Archives of Neurology 2000 September
BACKGROUND: Cerebrovascular disease is a major factor related to cognitive impairment. However, behavioral correlates of ischemic brain lesions are insufficiently characterized.

OBJECTIVE: To examine magnetic resonance imaging correlates of dementia in a large, well-defined series of patients with ischemic stroke.

METHODS: Detailed medical, neurological, and neuropsychological examinations were conducted 3 months after ischemic stroke for 337 of 486 consecutive patients aged 55 to 85 years. Infarcts (type, site, side, number, and volume), extent of white matter lesions (WMLs), and degree of atrophy were categorized according to magnetic resonance images of the head. The definition for dementia of the Diagnostic and Statistical Manual of Mental Disorders, Third Edition (DSM-III) was used.
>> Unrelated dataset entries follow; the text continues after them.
//! Approximate "same content" test between two caption texts.

use serde::{Deserialize, Serialize};
use strsim::levenshtein;

/// Tunables for [`OverlapPolicy::has_significant_overlap`].
#[derive(Debug, Clone, PartialEq, Serialize, Deserialize)]
#[serde(default)]
pub struct OverlapPolicy {
    /// Below this many chars only exact equality counts.
    pub min_fuzzy_len: usize,
    /// `shorter < longer * floor` is never a continuation.
    pub length_ratio_floor: f64,
    /// Shorter strings under this length use `short_threshold`.
    pub short_len: usize,
    pub short_threshold: f64,
    pub long_threshold: f64,
    /// Full edit distance only when the longer text is under this many chars.
    pub full_distance_cap: usize,
    /// Head/tail window size for the approximation above the cap.
    pub window: usize,
}

impl Default for OverlapPolicy {
    fn default() -> Self {
        Self {
            min_fuzzy_len: 5,
            length_ratio_floor: 0.3,
            short_len: 20,
            short_threshold: 0.2,
            long_threshold: 0.3,
            full_distance_cap: 500,
            window: 100,
        }
    }
}

impl OverlapPolicy {
    pub fn has_significant_overlap(&self, a: &str, b: &str) -> bool {
        let a = a.trim().to_lowercase();
        let b = b.trim().to_lowercase();

        if a.is_empty() || b.is_empty() {
            return false;
        }
        if a == b {
            return true;
        }

        let a_len = a.chars().count();
        let b_len = b.chars().count();
        if a_len < self.min_fuzzy_len || b_len < self.min_fuzzy_len {
            return false;
        }

        let ((shorter, shorter_len), (longer, longer_len)) = if a_len <= b_len {
            ((&a, a_len), (&b, b_len))
        } else {
            ((&b, b_len), (&a, a_len))
        };

        if longer.contains(shorter.as_str()) {
            return true;
        }

        if (shorter_len as f64) < (longer_len as f64) * self.length_ratio_floor {
            return false;
        }

        let threshold = if shorter_len < self.short_len {
            self.short_threshold
        } else {
            self.long_threshold
        };

        self.distance_ratio(longer, longer_len, shorter, shorter_len) < threshold
    }

    /// Edit distance normalized by the longer length; bounded cost above the cap.
    fn distance_ratio(
        &self,
        longer: &str,
        longer_len: usize,
        shorter: &str,
        shorter_len: usize,
    ) -> f64 {
        if longer_len < self.full_distance_cap {
            return levenshtein(longer, shorter) as f64 / longer_len as f64;
        }

        let window = self.window.max(1);
        let head = levenshtein(head_chars(longer, window), head_chars(shorter, window));
        let tail = levenshtein(tail_chars(longer, window), tail_chars(shorter, window));
        let compared = window.min(longer_len) * 2;
        let penalty = (longer_len - shorter_len) as f64 / longer_len as f64;

        tracing::trace!(longer_len, shorter_len, head, tail, "approximate overlap distance");

        (head + tail) as f64 / compared as f64 + penalty
    }
}

/// [`OverlapPolicy::has_significant_overlap`] with default tunables.
pub fn has_significant_overlap(a: &str, b: &str) -> bool {
    OverlapPolicy::default().has_significant_overlap(a, b)
}

fn head_chars(s: &str, n: usize) -> &str {
    match s.char_indices().nth(n) {
        Some((idx, _)) => &s[..idx],
        None => s,
    }
}

fn tail_chars(s: &str, n: usize) -> &str {
    if n == 0 {
        return "";
    }
    match s.char_indices().rev().nth(n - 1) {
        Some((idx, _)) => &s[idx..],
        None => s,
    }
}

#[cfg(test)]
mod tests {
    use super::*;

    #[test]
    fn empty_never_overlaps() {
        assert!(!has_significant_overlap("", "hello"));
        assert!(!has_significant_overlap("  ", "  "));
    }

    #[test]
    fn equality_ignores_case_and_padding() {
        assert!(has_significant_overlap("Hello World", "  hello world "));
        assert!(has_significant_overlap("ok", "OK"));
    }

    #[test]
    fn short_tokens_need_exact_match() {
        assert!(!has_significant_overlap("the", "then we go"));
        assert!(!has_significant_overlap("abcd", "abce"));
    }

    #[test]
    fn containment_counts() {
        assert!(has_significant_overlap("we're going to", "so today we're going to talk"));
    }

    #[test]
    fn size_mismatch_short_circuits() {
        assert!(!has_significant_overlap(
            "hello",
            "a very long sentence that has nothing to do with it"
        ));
    }

    #[test]
    fn near_duplicates_match() {
        // one substitution over 24 chars
        assert!(has_significant_overlap(
            "the quick brown fox runs",
            "the quick brown fox rung"
        ));
        assert!(!has_significant_overlap("hello world", "world wide"));
    }

    #[test]
    fn short_strings_use_stricter_threshold() {
        // 2 edits over 10 chars: 0.2 is not below the short threshold
        assert!(!has_significant_overlap("abcdefghij", "abcdefghXY"));
        let policy = OverlapPolicy {
            short_threshold: 0.25,
            ..OverlapPolicy::default()
        };
        assert!(policy.has_significant_overlap("abcdefghij", "abcdefghXY"));
    }

    #[test]
    fn long_strings_use_looser_threshold() {
        // 5 edits over 20 chars: 0.25 passes at 20 chars and up
        assert!(has_significant_overlap(
            "abcdefghijklmnopqrst",
            "abcdefghijklmnoVWXYZ"
        ));
        // 6 edits over 20 chars sits on the threshold
        assert!(!has_significant_overlap(
            "abcdefghijklmnopqrst",
            "abcdefghijklmnUVWXYZ"
        ));
        // the same 0.25 ratio below 20 chars fails
        assert!(!has_significant_overlap("abcdefgh", "abcdefXY"));
        // shifted caption window, 12 edits over 43 chars
        assert!(has_significant_overlap(
            "hello everyone and welcome back to the show",
            "everyone and welcome back to the show today"
        ));
    }

    #[test]
    fn large_inputs_use_windowed_approximation() {
        let base: String = "lorem ipsum dolor sit amet ".repeat(40);
        let mut edited = base.clone();
        edited.replace_range(500..505, "XXXXX");
        assert!(has_significant_overlap(&base, &edited));

        let other: String = "completely different words ".repeat(40);
        assert!(!has_significant_overlap(&base, &other));
    }

    #[test]
    fn window_helpers_respect_char_boundaries() {
        assert_eq!(head_chars("héllo", 2), "hé");
        assert_eq!(tail_chars("héllo", 4), "éllo");
        assert_eq!(tail_chars("ab", 10), "ab");
        assert_eq!(head_chars("ab", 10), "ab");
    }
}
RESULTS: Dementia was diagnosed in 107 (31.8%) of the patients and stroke-related dementia in 87 (25.8%). Volumes, numbers, distinct sites of infarcts, extent of WMLs, and degree of atrophy were different for the demented and nondemented subjects. Particularly, volumes of infarcts in any (right- or left-sided) superior middle cerebral artery territory (27.3 vs 13.7 cm(3), P =. 002) and left thalamocortical connection (14.8 vs 4.0 cm(3), P =. 002) differentiated the 2 groups. Logistic regression analysis showed that the correlates of any dementia included the combination of infarct features (volume of infarcts in any superior middle cerebral artery: odds ratio [OR], 1.11; frequency of left-sided infarcts: OR, 1.21), extent of WMLs (OR, 1.3), medial temporal lobe atrophy (OR, 2.1), and host factors (education; OR, 0.91). In the patients with stroke-related dementia, the main correlate was volume of infarcts in the left anterior corona radiata (OR, 1.68).

CONCLUSION: Correlates of poststroke dementia do not include merely 1 feature but a combination of infarct features, extent of WMLs, medial temporal lobe atrophy, and host features.